-- Input follows --

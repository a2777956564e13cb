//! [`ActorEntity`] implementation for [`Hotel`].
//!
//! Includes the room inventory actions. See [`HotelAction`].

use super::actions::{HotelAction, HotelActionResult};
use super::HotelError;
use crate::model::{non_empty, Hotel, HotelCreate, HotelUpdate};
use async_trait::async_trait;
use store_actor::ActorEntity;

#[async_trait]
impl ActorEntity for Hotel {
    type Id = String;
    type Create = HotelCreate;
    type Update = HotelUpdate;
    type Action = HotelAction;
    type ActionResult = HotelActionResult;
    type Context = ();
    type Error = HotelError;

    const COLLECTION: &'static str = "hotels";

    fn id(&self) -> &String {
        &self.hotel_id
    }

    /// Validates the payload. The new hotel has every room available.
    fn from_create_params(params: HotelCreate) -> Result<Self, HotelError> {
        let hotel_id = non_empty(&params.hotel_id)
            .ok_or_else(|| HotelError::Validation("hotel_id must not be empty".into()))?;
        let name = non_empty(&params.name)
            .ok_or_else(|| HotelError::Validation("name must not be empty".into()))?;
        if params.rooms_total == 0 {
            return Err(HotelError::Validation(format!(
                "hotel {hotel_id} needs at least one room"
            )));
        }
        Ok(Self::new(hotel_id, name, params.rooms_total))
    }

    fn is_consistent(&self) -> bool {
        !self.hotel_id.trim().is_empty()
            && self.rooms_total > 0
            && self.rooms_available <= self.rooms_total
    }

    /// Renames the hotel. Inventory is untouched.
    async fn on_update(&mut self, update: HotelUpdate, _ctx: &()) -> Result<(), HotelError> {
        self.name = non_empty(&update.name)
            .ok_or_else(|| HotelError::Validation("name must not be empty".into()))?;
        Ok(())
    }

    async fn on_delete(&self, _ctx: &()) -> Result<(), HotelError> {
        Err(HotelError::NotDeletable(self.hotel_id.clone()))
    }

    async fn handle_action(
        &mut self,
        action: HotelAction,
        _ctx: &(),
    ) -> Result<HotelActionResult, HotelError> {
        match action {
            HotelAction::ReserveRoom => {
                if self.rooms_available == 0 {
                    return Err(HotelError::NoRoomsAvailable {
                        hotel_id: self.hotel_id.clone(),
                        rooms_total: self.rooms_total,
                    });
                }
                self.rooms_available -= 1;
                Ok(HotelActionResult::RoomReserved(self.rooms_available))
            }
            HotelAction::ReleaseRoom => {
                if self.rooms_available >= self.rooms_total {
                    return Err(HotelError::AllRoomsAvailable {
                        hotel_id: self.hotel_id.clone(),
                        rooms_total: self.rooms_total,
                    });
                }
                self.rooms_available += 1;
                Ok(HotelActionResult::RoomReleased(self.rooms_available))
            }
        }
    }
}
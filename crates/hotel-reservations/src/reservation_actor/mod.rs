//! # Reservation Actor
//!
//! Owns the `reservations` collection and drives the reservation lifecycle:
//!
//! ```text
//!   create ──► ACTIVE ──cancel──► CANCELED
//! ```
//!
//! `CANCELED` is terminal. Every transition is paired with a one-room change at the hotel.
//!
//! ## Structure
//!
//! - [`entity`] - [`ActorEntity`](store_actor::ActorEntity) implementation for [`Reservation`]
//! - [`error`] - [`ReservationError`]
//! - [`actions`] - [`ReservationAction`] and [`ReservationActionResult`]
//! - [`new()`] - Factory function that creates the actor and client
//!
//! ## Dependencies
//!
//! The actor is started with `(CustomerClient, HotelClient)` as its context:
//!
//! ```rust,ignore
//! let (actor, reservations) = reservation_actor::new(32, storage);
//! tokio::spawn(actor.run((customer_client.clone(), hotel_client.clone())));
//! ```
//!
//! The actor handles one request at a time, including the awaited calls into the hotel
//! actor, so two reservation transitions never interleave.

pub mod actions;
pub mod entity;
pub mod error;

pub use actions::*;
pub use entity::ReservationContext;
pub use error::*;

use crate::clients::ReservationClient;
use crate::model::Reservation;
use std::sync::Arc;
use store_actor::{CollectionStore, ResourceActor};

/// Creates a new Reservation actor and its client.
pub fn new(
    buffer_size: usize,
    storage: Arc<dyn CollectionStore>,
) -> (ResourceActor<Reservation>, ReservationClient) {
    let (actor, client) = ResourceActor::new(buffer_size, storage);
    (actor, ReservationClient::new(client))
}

-- Input concluded --

■ Task directions: Copy, from the data above, every line where the word "ActorEntity" appears.

■ Response to this exercise:
//! [`ActorEntity`] implementation for [`Hotel`].
use store_actor::ActorEntity;
impl ActorEntity for Hotel {
//! - [`entity`] - [`ActorEntity`](store_actor::ActorEntity) implementation for [`Reservation`]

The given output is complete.